### GOAL OF THE EXERCISE
The number needed is how many lines in these entries contain "cannot"; give it alone.

### EXTRACTED INFORMATION
====================

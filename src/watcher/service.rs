use crate::config::ConfigService;
use crate::documents::DocumentGenerator;
use crate::error::{TrackError, TrackResult};
use crate::stats::StatsAggregator;
use crate::store::RecordStore;
use crate::watcher::FolderEvent;
use crate::watcher::debounce::{Debouncer, QUIET_INTERVAL};
use crate::watcher::handler::FolderSyncHandler;
use crate::watcher::subscription::setup_folder_watcher;
use notify::RecommendedWatcher;
use std::io;
use std::path::{Path, PathBuf};
use std::sync::{Arc, Mutex, MutexGuard, PoisonError};
use std::time::Duration;
use tokio::runtime::Handle;
use tokio::sync::{broadcast, mpsc};
use tokio::task::JoinHandle;
use tracing::{debug, info, warn};

/// A live watch on one root: the OS watch handle plus the task draining it.
struct Subscription {
    root: PathBuf,
    _watcher: RecommendedWatcher,
    dispatcher: JoinHandle<()>,
}

impl Drop for Subscription {
    fn drop(&mut self) {
        // Anything still queued belongs to a torn-down watch.
        self.dispatcher.abort();
    }
}

/// Keeps the application store in sync with `root/Company/Role` folders.
///
/// `start` and `stop` are synchronous and idempotent. At most one
/// subscription is live at a time; `start` always tears the old one down
/// first, along with any debounced work still pending for it.
pub struct SyncEngine {
    config: Arc<ConfigService>,
    handler: FolderSyncHandler,
    runtime: Handle,
    subscription: Mutex<Option<Subscription>>,
}

impl SyncEngine {
    /// Builds an engine on the current tokio runtime with the standard
    /// 500 ms quiet interval.
    pub fn create(
        config: Arc<ConfigService>,
        store: Arc<dyn RecordStore>,
        documents: Arc<dyn DocumentGenerator>,
        stats: Arc<dyn StatsAggregator>,
    ) -> TrackResult<Self> {
        Self::with_quiet_interval(config, store, documents, stats, QUIET_INTERVAL)
    }

    pub fn with_quiet_interval(
        config: Arc<ConfigService>,
        store: Arc<dyn RecordStore>,
        documents: Arc<dyn DocumentGenerator>,
        stats: Arc<dyn StatsAggregator>,
        quiet: Duration,
    ) -> TrackResult<Self> {
        let runtime = Handle::try_current()?;
        let debouncer = Debouncer::new(quiet, runtime.clone());
        let handler = FolderSyncHandler::new(Arc::clone(&config), store, documents, stats, debouncer);

        Ok(SyncEngine {
            config,
            handler,
            runtime,
            subscription: Mutex::new(None),
        })
    }

    pub fn handler(&self) -> &FolderSyncHandler {
        &self.handler
    }

    /// Begins watching the configured root, replacing any existing watch.
    ///
    /// Returns `false` and stays stopped when no root is configured or the
    /// watch cannot be established.
    pub fn start(&self) -> bool {
        let mut slot = self.lock_subscription();
        self.teardown(&mut slot);

        let Some(root) = self.config.active_root() else {
            warn!("cannot start sync engine: no active root configured");
            return false;
        };

        match self.subscribe(&root) {
            Ok(subscription) => {
                info!(root = %subscription.root.display(), "starting sync engine");
                *slot = Some(subscription);
                true
            }
            Err(e) => {
                warn!(root = %root.display(), error = %e, "cannot start sync engine");
                false
            }
        }
    }

    /// Stops event delivery and releases the watch. Safe to call when stopped.
    pub fn stop(&self) {
        let mut slot = self.lock_subscription();
        self.teardown(&mut slot);
    }

    pub fn restart(&self) -> bool {
        info!("configuration changed, restarting sync engine");
        self.start()
    }

    pub fn is_running(&self) -> bool {
        self.lock_subscription().is_some()
    }

    pub fn watched_root(&self) -> Option<PathBuf> {
        self.lock_subscription().as_ref().map(|s| s.root.clone())
    }

    /// Restarts the engine whenever the configured root changes.
    ///
    /// The task holds only a weak reference, so it ends on its own once the
    /// engine is dropped or the config service goes away.
    pub fn follow_config(self: &Arc<Self>) -> JoinHandle<()> {
        let mut changes = self.config.subscribe();
        let engine = Arc::downgrade(self);

        self.runtime.spawn(async move {
            loop {
                let restart = match changes.recv().await {
                    Ok(change) => change.root_changed(),
                    // Missed notifications; assume the root moved.
                    Err(broadcast::error::RecvError::Lagged(_)) => true,
                    Err(broadcast::error::RecvError::Closed) => break,
                };

                let Some(engine) = engine.upgrade() else {
                    break;
                };
                if restart {
                    engine.restart();
                }
            }
            debug!("stopped following configuration");
        })
    }

    fn subscribe(&self, root: &Path) -> TrackResult<Subscription> {
        let root = dunce::canonicalize(root)?;
        if !root.is_dir() {
            return Err(TrackError::Io(io::Error::new(
                io::ErrorKind::NotADirectory,
                format!("active root is not a directory: {}", root.display()),
            )));
        }

        let (tx, mut rx) = mpsc::unbounded_channel::<FolderEvent>();
        let watcher = setup_folder_watcher(&root, tx)?;

        let handler = self.handler.clone();
        let dispatcher = self.runtime.spawn(async move {
            while let Some(event) = rx.recv().await {
                handler.dispatch(event).await;
            }
        });

        Ok(Subscription {
            root,
            _watcher: watcher,
            dispatcher,
        })
    }

    fn teardown(&self, slot: &mut Option<Subscription>) {
        if let Some(previous) = slot.take() {
            info!(root = %previous.root.display(), "sync engine stopped");
        }
        self.handler.debouncer().cancel_all();
    }

    fn lock_subscription(&self) -> MutexGuard<'_, Option<Subscription>> {
        self.subscription
            .lock()
            .unwrap_or_else(PoisonError::into_inner)
    }
}

impl Drop for SyncEngine {
    fn drop(&mut self) {
        self.stop();
    }
}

====================

### ANSWER BOX
3